Ninth grade. Geez, that was years ago. More specifically, it was the spring of 1998. I was a 13-year-old kid (almost 14) who had entered his first school-wide art competition. It was the culmination of everything I had learned over two semesters of art class.
I knew I would not win the 9th-grade competition — winners were decided on the grade level. Our entire class knew who that honor would fall too. And, it was well-deserved. The girl who rightfully won was years ahead in skill than anyone else, myself included. The competition was between those of us playing for second and third place. I was OK with that. By all the opinions of a couple of dozen or so 9th-grade art critics, I had a decent shot at least one of the coveted ribbons.
I could handle defeat. I had been a lifelong competitor and suffered my fair share of losses in football, basketball, baseball, and more. What pissed me off at the time was not being allowed to compete. On a mere technicality.
One of the pieces I created broke a rule of which I was unaware. We were not given any sort of official rulebook. The only requirements were that we must enter pieces for a set number of categories. One was a “Now This Is Art” drawing. Others included flower, pattern, color, and pencil works.
The judge walked up to me and asked, “Did you trace your hand in this drawing?” I answered in the affirmative, and was immediately disqualified from the entire competition. There was a rule for that category that every single thing must be drawn free-hand. I wasn’t asked to pack up my exhibit or anything of the sort. I simply was not allowed to compete. I asked the judge and my art teacher if I could replace it with another — I had backups on hand. But, I was not allowed.
I have all the respect in the world for my art teacher. I learned a lot from her in the couple of years I had her class.
However, that was a shitty thing to do to a 13-year-old kid. She could have absolutely overruled the judge. Heck, the judge could have waived this rule or let me enter another piece, especially since we were not given a rulebook before the competition. Adults in positions of power can break a kid’s confidence, cause them to lose their passion, and make them give up altogether when they do things like this.
As for me, it sucked, but I got over it. I learned a valuable lesson that day. My art would always be for me, and I would always do it my way.
The piece in question (third in the gallery below) was the closest thing to real artwork that I had placed in the competition. I put everything that I was feeling as a 13-year-old into that drawing. It may not have been the best work on a technical level. But, it was pain and angst and a heartbroken teen trying to find some sliver of hope in the world, and it was splattered across the page for all of the little podunk town of Highland Home, Alabama, to see.
As I was going through a few boxes the other day, I found most of my old stuff. It was a little worn. The charcoal and colors had been smudged. There was a little water damage on some pieces. But, for the most part, it was all still intact.

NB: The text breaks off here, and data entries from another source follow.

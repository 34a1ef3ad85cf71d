// Shared transport configuration for building reqwest::Client instances.
//
// The ZeroTier and DAQ clients share TLS and timeout settings through
// this module, avoiding duplicated builder logic.

use std::path::PathBuf;
use std::time::Duration;

const USER_AGENT: &str = concat!("remotedaq/", env!("CARGO_PKG_VERSION"));

/// TLS verification mode (api-level mirror of core's TlsVerification).
#[derive(Debug, Clone, Default)]
pub enum TlsMode {
    /// Use the system certificate store.
    #[default]
    System,
    /// Add a custom CA certificate from the given PEM file.
    CustomCa(PathBuf),
}

/// Shared transport configuration for building HTTP clients.
#[derive(Debug, Clone)]
pub struct TransportConfig {
    pub tls: TlsMode,
    /// Upper bound on every request. Never unbounded.
    pub timeout: Duration,
}

impl Default for TransportConfig {
    fn default() -> Self {
        Self {
            tls: TlsMode::System,
            timeout: Duration::from_secs(30),
        }
    }
}

impl TransportConfig {
    /// Config with the given request timeout and system TLS.
    pub fn with_timeout(timeout: Duration) -> Self {
        Self {
            timeout,
            ..Self::default()
        }
    }

    /// Build a `reqwest::Client` from this config.
    pub fn build_client(&self) -> Result<reqwest::Client, crate::error::Error> {
        let mut builder = reqwest::Client::builder()
            .timeout(self.timeout)
            .connect_timeout(self.timeout)
            .user_agent(USER_AGENT);

        match &self.tls {
            TlsMode::System => {}
            TlsMode::CustomCa(path) => {
                let cert_pem = std::fs::read(path).map_err(|e| {
                    crate::error::Error::Tls(format!("failed to read CA cert: {e}"))
                })?;
                let cert = reqwest::Certificate::from_pem(&cert_pem)
                    .map_err(|e| crate::error::Error::Tls(format!("invalid CA cert: {e}")))?;
                builder = builder.add_root_certificate(cert);
            }
        }

        builder
            .build()
            .map_err(|e| crate::error::Error::Tls(format!("failed to build HTTP client: {e}")))
    }
}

I tried to pull most of the pieces from that art show (I could tell by the tape residue on their backsides where they’d been hung). I think a few are missing. Sorry for the rough cropping via my computer.
I have recently taken up drawing again and even started dabbling in painting. I have no rules to follow or judges to please. That is not what art is about. If I want to trace my hand to get the real-world size, it does not make me any less of an artist than if I had drawn it free-hand.
In a recent drawing, I used a ruler for almost every line. It was a lesson in perspective with two vanishing points. The ruler was just a tool, much like a pencil or brush. I still had to put in the work to bring the entire piece together over three grueling nights.
While I did not let my disqualification bring me down, I am still worried about that other 13-year-old who might not be able to take that hit. That kid might just need someone to step up for them.
If you are an adult in this sort of position and just happen to be reading this blog post, my message is simple. Build kids up. Break the rules when it makes sense to break them. Don’t give me the “life’s not fair” or “rules are rules” line. Life is crap enough into adulthood. Kids need to dream big, and you have the power to help them dream even bigger.
If you are a kid who is being told what art is supposed to be, screw ‘em. You don’t need them anyway. You do you. Take it from someone who has made a career out of creating art of one form or another. You’ll find your way.